Nothing outside the range below should be printed. Output exactly the lines from the line with "let body = DeleteResponse" to the line with "the serialized form.", both included.

Stored data entries:
------------------------------------------------

//! Business-service layer
//!
//! [`Service`] is thin orchestration over a [`Dao`]. Create and update pass
//! the payload through [`WriteHooks::before_write`] and the stored record
//! through [`WriteHooks::after_write`]; everything else delegates directly.
//!
//! # Example
//!
//! ```rust,ignore
//! struct Slugify;
//!
//! impl WriteHooks<Article> for Slugify {
//!     fn before_write(&self, mut data: FieldValues) -> FieldValues {
//!         if let Some(Value::String(title)) = data.get("title").cloned() {
//!             data.insert("slug".into(), Value::String(title.to_lowercase().replace(' ', "-")));
//!         }
//!         data
//!     }
//! }
//! ```

use std::sync::Arc;

use crate::dao::{Dao, DaoResult, DeleteOutcome, DeleteRequest, Session};
use crate::entity::{Entity, FieldValues, RecordId};

/// Pre/post-write extension points; both default to identity
pub trait WriteHooks<E: Entity>: Send + Sync + 'static {
    /// Transform the validated payload before it is persisted
    fn before_write(&self, data: FieldValues) -> FieldValues {
        data
    }

    /// Transform the persisted record before it is returned
    fn after_write(&self, record: E) -> E {
        record
    }
}

/// Identity hooks
#[derive(Debug, Clone, Copy, Default)]
pub struct PassThrough;

impl<E: Entity> WriteHooks<E> for PassThrough {}

/// Service over one entity type
pub struct Service<E: Entity, S: Session<E>, H: WriteHooks<E> = PassThrough> {
    dao: Dao<E, S>,
    hooks: Arc<H>,
}

impl<E: Entity, S: Session<E>, H: WriteHooks<E>> Service<E, S, H> {
    /// Wrap a Dao with shared hooks
    pub fn new(dao: Dao<E, S>, hooks: Arc<H>) -> Self {
        Self { dao, hooks }
    }

    /// Underlying Dao
    pub fn dao(&mut self) -> &mut Dao<E, S> {
        &mut self.dao
    }

    /// Visible record by id
    pub async fn get(&mut self, id: RecordId) -> DaoResult<Option<E>> {
        self.dao.get(id, false).await
    }

    /// Page of visible records at offset `skip * limit`, plus the visible total
    pub async fn paginate(&mut self, skip: u64, limit: u64) -> DaoResult<(Vec<E>, u64)> {
        let records = self.dao.paginate(skip, limit, false).await?;
        let total = self.dao.count(false).await?;
        Ok((records, total))
    }

    /// Create a record
    pub async fn create(&mut self, data: FieldValues) -> DaoResult<E> {
        let data = self.hooks.before_write(data);
        let record = self.dao.save(&data, true).await?;
        Ok(self.hooks.after_write(record))
    }

    /// Update the record named by `data.id`
    pub async fn update(&mut self, data: FieldValues) -> DaoResult<E> {
        let data = self.hooks.before_write(data);
        let record = self.dao.update(&data, true).await?;
        Ok(self.hooks.after_write(record))
    }

    /// Delete per `request`
    pub async fn delete(&mut self, request: &DeleteRequest) -> DaoResult<DeleteOutcome> {
        self.dao.delete(request, true).await
    }
}

#[cfg(test)]
mod tests {
    use super::*;
    use crate::dao::{MemorySession, MemoryStorage, Storage};
    use crate::entity::EntitySchema;
    use crate::testing::Widget;
    use serde_json::{json, Value};

    struct Stamp;

    impl WriteHooks<Widget> for Stamp {
        fn before_write(&self, mut data: FieldValues) -> FieldValues {
            if let Some(Value::String(name)) = data.get("name").cloned() {
                data.insert("name".to_string(), Value::String(name.to_uppercase()));
            }
            data
        }

        fn after_write(&self, mut record: Widget) -> Widget {
            record.secret = None;
            record
        }
    }

    async fn service<H: WriteHooks<Widget>>(
        storage: &MemoryStorage<Widget>,
        hooks: H,
    ) -> Service<Widget, MemorySession<Widget>, H> {
        let dao = Dao::new(storage.session().await.unwrap(), Arc::new(EntitySchema::new()));
        Service::new(dao, Arc::new(hooks))
    }

    fn data(value: Value) -> FieldValues {
        match value {
            Value::Object(map) => map,
            _ => panic!("expected object"),
        }
    }

    #[tokio::test]
    async fn test_pass_through_is_identity() {
        let storage = MemoryStorage::new();
        let mut service = service(&storage, PassThrough).await;
        let record = service
            .create(data(json!({"name": "bolt", "secret": "s"})))
            .await
            .unwrap();
        assert_eq!(record.name, "bolt");
        assert_eq!(record.secret.as_deref(), Some("s"));
    }

    #[tokio::test]
    async fn test_hooks_wrap_create_and_update() {
        let storage = MemoryStorage::new();
        let mut service = service(&storage, Stamp).await;
        let record = service
            .create(data(json!({"name": "bolt", "secret": "s"})))
            .await
            .unwrap();
        assert_eq!(record.name, "BOLT");
        assert!(record.secret.is_none());
        // before_write output is what was stored
        assert_eq!(storage.peek(record.id()).unwrap().unwrap().secret.as_deref(), Some("s"));

        let updated = service
            .update(data(json!({"id": record.id(), "name": "nut"})))
            .await
            .unwrap();
        assert_eq!(updated.name, "NUT");
    }

    #[tokio::test]
    async fn test_paginate_returns_total() {
        let storage = MemoryStorage::new();
        let mut service = service(&storage, PassThrough).await;
        for i in 0..5 {
            service
                .create(data(json!({"name": format!("w{}", i)})))
                .await
                .unwrap();
        }
        service.delete(&DeleteRequest::soft(1)).await.unwrap();

        let (records, total) = service.paginate(0, 3).await.unwrap();
        assert_eq!(total, 4);
        let ids: Vec<_> = records.iter().map(|w| w.id()).collect();
        assert_eq!(ids, vec![2, 3, 4]);
        assert!(service.get(1).await.unwrap().is_none());
        assert!(service.dao().get(1, true).await.unwrap().is_some());
    }
}
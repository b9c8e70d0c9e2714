//! Response envelopes for the list and delete endpoints

use serde::Serialize;
use url::Url;

use crate::entity::RecordId;

/// Paginated list envelope: `{page, limit, total, data, prev, next}`
///
/// `prev` and `next` are always present in the serialized form, `null` when
/// there is no such page.
#[derive(Debug, Clone, PartialEq, Serialize)]
pub struct PageResult<T> {
    /// Current page (1-indexed)
    pub page: u64,
    /// Page size
    pub limit: u64,
    /// Visible records overall
    pub total: u64,
    /// Projected records of this page
    pub data: Vec<T>,
    /// Link to the previous page
    pub prev: Option<String>,
    /// Link to the next page
    pub next: Option<String>,
}

impl<T> PageResult<T> {
    /// Envelope without links
    pub fn new(page: u64, limit: u64, total: u64, data: Vec<T>) -> Self {
        Self {
            page,
            limit,
            total,
            data,
            prev: None,
            next: None,
        }
    }

    /// Whether a page follows this one; never for a zero `limit`
    pub fn has_next(&self) -> bool {
        self.limit > 0 && self.page.saturating_mul(self.limit) < self.total
    }

    /// Whether a previous page should be linked; never from page 0 or 1
    pub fn has_prev(&self) -> bool {
        !self.data.is_empty() && self.page > 1
    }

    /// Fill `prev` / `next` from `base` with its query replaced by `page` and `limit`
    #[must_use]
    pub fn with_links(mut self, base: &Url) -> Self {
        self.next = self
            .has_next()
            .then(|| page_link(base, self.page.saturating_add(1), self.limit));
        self.prev = self
            .has_prev()
            .then(|| page_link(base, self.page.saturating_sub(1), self.limit));
        self
    }

    /// Number of records on this page
    pub fn len(&self) -> usize {
        self.data.len()
    }

    /// Whether this page holds no records
    pub fn is_empty(&self) -> bool {
        self.data.is_empty()
    }
}

/// `base` with its query replaced by `page` and `limit`
pub fn page_link(base: &Url, page: u64, limit: u64) -> String {
    let mut url = base.clone();
    url.set_query(None);
    url.set_fragment(None);
    url.query_pairs_mut()
        .append_pair("page", &page.to_string())
        .append_pair("limit", &limit.to_string());
    url.to_string()
}

/// Delete endpoint body: `{message, id}`
#[derive(Debug, Clone, PartialEq, Eq, Serialize)]
pub struct DeleteResponse {
    /// Resolved success message
    pub message: String,
    /// Deleted record id
    pub id: RecordId,
}

#[cfg(test)]
mod tests {
    use super::*;
    use serde_json::json;

    fn base() -> Url {
        Url::parse("http://localhost:8080/widgets/?page=9&limit=3&foo=bar").unwrap()
    }

    #[test]
    fn test_exact_fill_has_no_next() {
        let page = PageResult::new(1, 25, 25, vec![0; 25]).with_links(&base());
        assert!(page.next.is_none());
        assert!(page.prev.is_none());
    }

    #[test]
    fn test_one_more_record_links_next_page() {
        let page = PageResult::new(1, 25, 26, vec![0; 25]).with_links(&base());
        assert_eq!(
            page.next.as_deref(),
            Some("http://localhost:8080/widgets/?page=2&limit=25")
        );
    }

    #[test]
    fn test_last_partial_page_links_prev_only() {
        let page = PageResult::new(2, 10, 15, vec![0; 5]).with_links(&base());
        assert!(page.next.is_none());
        assert_eq!(
            page.prev.as_deref(),
            Some("http://localhost:8080/widgets/?page=1&limit=10")
        );
    }

    #[test]
    fn test_empty_page_past_the_end_has_no_prev() {
        let page = PageResult::<u8>::new(5, 10, 15, Vec::new()).with_links(&base());
        assert!(page.prev.is_none());
        assert!(page.next.is_none());
    }

    #[test]
    fn test_zero_page_or_limit_never_links() {
        let zero_page = PageResult::new(0, 10, 15, vec![0; 10]).with_links(&base());
        assert!(zero_page.prev.is_none());
        let zero_limit = PageResult::<u8>::new(1, 0, 15, Vec::new()).with_links(&base());
        assert!(zero_limit.next.is_none());
    }

    #[test]
    fn test_serializes_null_links() {
        let page = PageResult::new(1, 25, 1, vec![json!({"id": 1})]);
        let value = serde_json::to_value(&page).unwrap();
        assert_eq!(
            value,
            json!({"page": 1, "limit": 25, "total": 1, "data": [{"id": 1}], "prev": null, "next": null})
        );
    }

    #[test]
    fn test_delete_response_shape() {
        let body = DeleteResponse {
            message: "Widget deleted".to_string(),
            id: 4,
        };
        assert_eq!(
            serde_json::to_value(&body).unwrap(),
            json!({"message": "Widget deleted", "id": 4})
        );
    }
}
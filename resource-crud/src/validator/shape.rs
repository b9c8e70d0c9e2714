//! Write-shapes and read-shapes

use serde::{de::DeserializeOwned, ser::Error as _, Serialize, Serializer};
use serde_json::Value;
use validator::Validate;

use super::error::{FieldError, ValidationFailure};
use crate::entity::FieldValues;

/// Shape accepted on create / update
///
/// `EXCLUDE_FIELDS` names fields the shape accepts but that are metadata only;
/// they are stripped before the payload reaches the service.
pub trait WriteShape: DeserializeOwned + Serialize + Validate + Send + 'static {
    /// Fields removed from the validated payload
    const EXCLUDE_FIELDS: &'static [&'static str] = &[];
}

/// Shape projected on output
///
/// Construction from a record goes through `From<&E>`. `EXCLUDE_FIELDS` are
/// always stripped from the serialized form.
pub trait ReadShape: Serialize + Send + Sync + 'static {
    /// Fields never serialized
    const EXCLUDE_FIELDS: &'static [&'static str] = &[];
}

/// Deserialize and validate `raw` into `W`
pub fn parse_write<W: WriteShape>(raw: &Value) -> Result<W, ValidationFailure> {
    let shape: W = serde_json::from_value(raw.clone())
        .map_err(|e| ValidationFailure::from_deserialize(&e, raw.clone()))?;
    shape
        .validate()
        .map_err(|e| ValidationFailure::from_rules(&e, raw.clone()))?;
    Ok(shape)
}

/// Validate `raw` against `W` and return the accepted key/value payload
///
/// The payload is `W` re-serialized, so only keys `W` declares survive, minus
/// `W::EXCLUDE_FIELDS`.
pub fn validate_write<W: WriteShape>(raw: &Value) -> Result<FieldValues, ValidationFailure> {
    let shape = parse_write::<W>(raw)?;
    let mut payload = match serde_json::to_value(&shape) {
        Ok(Value::Object(map)) => map,
        Ok(_) => {
            return Err(ValidationFailure::new(
                vec![FieldError::new("", "invalid_type", "Expected a JSON object")],
                raw.clone(),
            ))
        }
        Err(e) => {
            return Err(ValidationFailure::new(
                vec![FieldError::new("", "invalid_type", e.to_string())],
                raw.clone(),
            ))
        }
    };
    for field in W::EXCLUDE_FIELDS {
        payload.remove(*field);
    }
    Ok(payload)
}

/// A read-shape ready for output
///
/// # Example
///
/// ```rust,ignore
/// let view = Projection::<UserView>::of(&user);
/// let body = view.dump(&["email"])?;
/// ```
#[derive(Debug, Clone, PartialEq)]
pub struct Projection<R>(pub R);

impl<R: ReadShape> Projection<R> {
    /// Project a persisted record
    pub fn of<E>(record: &E) -> Self
    where
        R: for<'a> From<&'a E>,
    {
        Self(R::from(record))
    }

    /// Serialize with the shape's excludes stripped
    pub fn to_value(&self) -> Result<Value, serde_json::Error> {
        self.dump(&[])
    }

    /// Serialize with the shape's excludes and `extra` stripped
    pub fn dump(&self, extra: &[&str]) -> Result<Value, serde_json::Error> {
        let mut value = serde_json::to_value(&self.0)?;
        if let Value::Object(map) = &mut value {
            for field in R::EXCLUDE_FIELDS.iter().chain(extra.iter()) {
                map.remove(*field);
            }
        }
        Ok(value)
    }

    /// Unwrap the shape
    pub fn into_inner(self) -> R {
        self.0
    }
}

impl<R: ReadShape> Serialize for Projection<R> {
    fn serialize<S: Serializer>(&self, serializer: S) -> Result<S::Ok, S::Error> {
        self.to_value()
            .map_err(S::Error::custom)?
            .serialize(serializer)
    }
}
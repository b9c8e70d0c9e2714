//! # resource-crud
//!
//! Generic scaffolding for exposing persisted records as REST resources.
//!
//! A resource is assembled from layers that each do one thing:
//!
//! - **Entity**: a record type embedding [`EntityBase`](entity::EntityBase)
//!   (`id` + soft-delete flag) and registering its writable fields
//! - **Dao**: per-request data access with soft/hard delete rules and
//!   pagination ([`dao`])
//! - **Service**: pre/post-write hooks around the Dao ([`service`])
//! - **Validator**: write-shapes validated with the `validator` derive and
//!   read-shapes that always drop their excluded fields ([`validator`])
//! - **Crud**: the axum controller exposing read, list, create, update and
//!   delete ([`crud`])
//! - **Messages**: templated user-facing text resolved against a per-resource
//!   vocabulary ([`messages`])
//!
//! ## Example
//!
//! ```rust,ignore
//! use std::sync::Arc;
//! use resource_crud::prelude::*;
//!
//! #[tokio::main]
//! async fn main() -> Result<()> {
//!     let config = Config::load()?;
//!     init_tracing(&config)?;
//!
//!     let messages = Arc::new(MessageRegistry::from_config(&config.messages));
//!     let users: Crud<User, NewUser, UserPatch, UserView, _> = Crud::new(
//!         ResourceDescriptor::new(MemoryStorage::new()),
//!         Arc::clone(&messages),
//!     )
//!     .with_pagination(config.pagination.clone());
//!
//!     let app = Router::new().nest("/users", Arc::new(users).router());
//!     let listener = tokio::net::TcpListener::bind("0.0.0.0:8080").await?;
//!     axum::serve(listener, app).await?;
//!     Ok(())
//! }
//! ```

pub mod config;
pub mod crud;
pub mod dao;
pub mod entity;
pub mod error;
pub mod messages;
pub mod observability;
pub mod service;
pub mod validator;

pub use error::{Error, Result};

/// Prelude module for convenient imports
pub mod prelude {
    pub use crate::config::{Config, DatabaseConfig, MessagesConfig, PaginationConfig, ServiceConfig};
    pub use crate::error::{Error, Result};

    pub use crate::crud::{
        ApiError, ApiErrorKind, ApiOperation, Crud, DeleteResponse, PageQuery, PageResult,
        ResourceDescriptor,
    };
    pub use crate::dao::{
        Dao, DaoError, DaoErrorKind, DaoOperation, DaoResult, DeleteOutcome, DeleteRequest,
        MemoryStorage, Pagination, Session, Storage,
    };
    #[cfg(feature = "database")]
    pub use crate::dao::{connect, PgStorage};
    pub use crate::entity::{
        Entity, EntityBase, EntitySchema, FieldMap, FieldValues, HardDeletePolicy, RecordId,
        UnknownFieldPolicy,
    };
    pub use crate::messages::{keys, MessageRegistry, Vocabulary};
    pub use crate::observability::init_tracing;
    pub use crate::service::{PassThrough, Service, WriteHooks};
    pub use crate::validator::{FieldError, Projection, ReadShape, ValidationFailure, WriteShape};

    pub use axum::Router;
}

/// Fixture resource shared by the unit tests
#[cfg(test)]
pub(crate) mod testing {
    use ::validator::Validate;
    use serde::{Deserialize, Serialize};

    use crate::crud::Crud;
    use crate::dao::MemoryStorage;
    use crate::entity::{Entity, EntityBase, FieldMap, RecordId};
    use crate::validator::{ReadShape, WriteShape};

    #[derive(Debug, Clone, Default, PartialEq, Serialize, Deserialize)]
    #[serde(default)]
    pub struct Widget {
        #[serde(flatten)]
        pub base: EntityBase,
        pub name: String,
        pub quantity: u32,
        pub secret: Option<String>,
    }

    impl Entity for Widget {
        const NAME: &'static str = "Widget";
        const TABLE: &'static str = "widgets";

        fn base(&self) -> &EntityBase {
            &self.base
        }

        fn base_mut(&mut self) -> &mut EntityBase {
            &mut self.base
        }

        fn fields(fields: FieldMap<Self>) -> FieldMap<Self> {
            fields
                .field("name", |w: &mut Widget, name: String| w.name = name)
                .field("quantity", |w: &mut Widget, quantity: u32| w.quantity = quantity)
                .field("secret", |w: &mut Widget, secret: Option<String>| w.secret = secret)
        }
    }

    #[derive(Debug, Serialize, Deserialize, Validate)]
    pub struct NewWidget {
        #[validate(length(min = 1))]
        pub name: String,
        #[validate(range(max = 1000))]
        #[serde(default)]
        pub quantity: u32,
        #[serde(default, skip_serializing_if = "Option::is_none")]
        pub secret: Option<String>,
        /// Client-side confirmation flag, never stored
        #[serde(default)]
        pub confirm: bool,
    }

    impl WriteShape for NewWidget {
        const EXCLUDE_FIELDS: &'static [&'static str] = &["confirm"];
    }

    #[derive(Debug, Serialize, Deserialize, Validate)]
    pub struct WidgetPatch {
        pub id: RecordId,
        #[validate(length(min = 1))]
        #[serde(default, skip_serializing_if = "Option::is_none")]
        pub name: Option<String>,
        #[validate(range(max = 1000))]
        #[serde(default, skip_serializing_if = "Option::is_none")]
        pub quantity: Option<u32>,
        #[serde(default, skip_serializing_if = "Option::is_none")]
        pub secret: Option<String>,
    }

    impl WriteShape for WidgetPatch {}

    #[derive(Debug, Clone, PartialEq, Serialize)]
    pub struct WidgetView {
        pub id: RecordId,
        pub name: String,
        pub quantity: u32,
        pub secret: Option<String>,
    }

    impl ReadShape for WidgetView {
        const EXCLUDE_FIELDS: &'static [&'static str] = &["secret"];
    }

    impl From<&Widget> for WidgetView {
        fn from(widget: &Widget) -> Self {
            Self {
                id: widget.id(),
                name: widget.name.clone(),
                quantity: widget.quantity,
                secret: widget.secret.clone(),
            }
        }
    }

    pub type WidgetCrud = Crud<Widget, NewWidget, WidgetPatch, WidgetView, MemoryStorage<Widget>>;
}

------------------------------------------------

*Exercise answer*
        let body = DeleteResponse {
            message: "Widget deleted".to_string(),
            id: 4,
        };
        assert_eq!(
            serde_json::to_value(&body).unwrap(),
            json!({"message": "Widget deleted", "id": 4})
        );
    }
}
filename resource-crud/src/validator/shape.rs
repository b9c8e70d0c9e2714
//! Write-shapes and read-shapes

use serde::{de::DeserializeOwned, ser::Error as _, Serialize, Serializer};
use serde_json::Value;
use validator::Validate;

use super::error::{FieldError, ValidationFailure};
use crate::entity::FieldValues;

/// Shape accepted on create / update
///
/// `EXCLUDE_FIELDS` names fields the shape accepts but that are metadata only;
/// they are stripped before the payload reaches the service.
pub trait WriteShape: DeserializeOwned + Serialize + Validate + Send + 'static {
    /// Fields removed from the validated payload
    const EXCLUDE_FIELDS: &'static [&'static str] = &[];
}

/// Shape projected on output
///
/// Construction from a record goes through `From<&E>`. `EXCLUDE_FIELDS` are
/// always stripped from the serialized form.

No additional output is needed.